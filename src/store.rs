use std::sync::Arc;

/// Handle returned by [`Store::subscribe`], used to unsubscribe.
#[derive(Debug, Clone, Copy, PartialEq, Eq, Hash)]
pub struct SubscriberId(usize);

type Subscriber<S> = Box<dyn FnMut(&Arc<S>)>;

/// A single-writer state container.
///
/// State is held behind an `Arc` and replaced wholesale on every write, so a reader
/// that kept an older `Arc` still sees the value it was given. Subscribers are called
/// synchronously after each write, in subscription order.
pub struct Store<S> {
    state: Arc<S>,
    subscribers: Vec<(SubscriberId, Subscriber<S>)>,
    next_id: usize,
}

impl<S> Store<S> {
    pub fn new(initial: S) -> Self {
        Self {
            state: Arc::new(initial),
            subscribers: Vec::new(),
            next_id: 0,
        }
    }

    pub fn get(&self) -> Arc<S> {
        Arc::clone(&self.state)
    }

    pub fn set(&mut self, state: S) {
        self.state = Arc::new(state);
        self.notify();
    }

    /// Applies a pure transition to the current state. Nothing changes if `f` fails.
    pub fn update<E>(&mut self, f: impl FnOnce(&S) -> Result<S, E>) -> Result<Arc<S>, E> {
        let next = f(&self.state)?;
        self.set(next);
        Ok(self.get())
    }

    pub fn subscribe(&mut self, subscriber: impl FnMut(&Arc<S>) + 'static) -> SubscriberId {
        let id = SubscriberId(self.next_id);
        self.next_id += 1;
        self.subscribers.push((id, Box::new(subscriber)));
        id
    }

    pub fn unsubscribe(&mut self, id: SubscriberId) -> bool {
        let before = self.subscribers.len();
        self.subscribers.retain(|(existing, _)| *existing != id);
        self.subscribers.len() != before
    }

    fn notify(&mut self) {
        let state = Arc::clone(&self.state);
        for (_, subscriber) in &mut self.subscribers {
            subscriber(&state);
        }
    }
}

⁂

### [Exercise prompt]
Which lines in the listing above hold the word "unsubscribe"? Show each of them.

### [Solved exercise]
/// Handle returned by [`Store::subscribe`], used to unsubscribe.
    pub fn unsubscribe(&mut self, id: SubscriberId) -> bool {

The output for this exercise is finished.